BEGIN Supplied data
use crate::behaviors::{BehaviorState, InstallReport, PageBehaviors};
use crate::config::PageOptions;
use crate::dom::{Dom, NodeId, truncate_chars};
use crate::events::{EventState, EventTarget, ListenerStore};
use crate::html::parse_html;
use crate::platform::{
    Clipboard, Location, PreferenceStore, ScrollRequest, ScrollTarget, Viewport,
};
use crate::scheduler::{Microtask, PendingTimer, ScheduledTask, SchedulerState, TimerTask};
use crate::theme::ThemePreference;
use crate::trace::TraceState;
use crate::{Error, Result};

const ACTION_STACK_SIZE: usize = 32 * 1024 * 1024;

/// A loaded documentation page: DOM, window state, platform mocks, and the
/// behaviors wired onto them.
#[derive(Debug)]
pub struct Page {
    pub(crate) dom: Dom,
    pub(crate) listeners: ListenerStore,
    pub(crate) scheduler: SchedulerState,
    pub(crate) location: Location,
    pub(crate) viewport: Viewport,
    pub(crate) store: Box<dyn PreferenceStore>,
    pub(crate) clipboard: Box<dyn Clipboard>,
    pub(crate) clipboard_writes: Vec<String>,
    pub(crate) scroll_requests: Vec<ScrollRequest>,
    pub(crate) navigations: Vec<String>,
    pub(crate) behaviors: Option<BehaviorState>,
    pub(crate) trace_state: TraceState,
}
END Supplied data
Retype every entry exactly.

use crate::behaviors::{BehaviorState, InstallReport, PageBehaviors};
use crate::config::PageOptions;
use crate::dom::{Dom, NodeId, truncate_chars};
use crate::events::{EventState, EventTarget, ListenerStore};
use crate::html::parse_html;
use crate::platform::{
    Clipboard, Location, PreferenceStore, ScrollRequest, ScrollTarget, Viewport,
};
use crate::scheduler::{Microtask, PendingTimer, ScheduledTask, SchedulerState, TimerTask};
use crate::theme::ThemePreference;
use crate::trace::TraceState;
use crate::{Error, Result};

const ACTION_STACK_SIZE: usize = 32 * 1024 * 1024;

/// A loaded documentation page: DOM, window state, platform mocks, and the
/// behaviors wired onto them.
#[derive(Debug)]
pub struct Page {
    pub(crate) dom: Dom,
    pub(crate) listeners: ListenerStore,
    pub(crate) scheduler: SchedulerState,
    pub(crate) location: Location,
    pub(crate) viewport: Viewport,
    pub(crate) store: Box<dyn PreferenceStore>,
    pub(crate) clipboard: Box<dyn Clipboard>,
    pub(crate) clipboard_writes: Vec<String>,
    pub(crate) scroll_requests: Vec<ScrollRequest>,
    pub(crate) navigations: Vec<String>,
    pub(crate) behaviors: Option<BehaviorState>,
    pub(crate) trace_state: TraceState,
}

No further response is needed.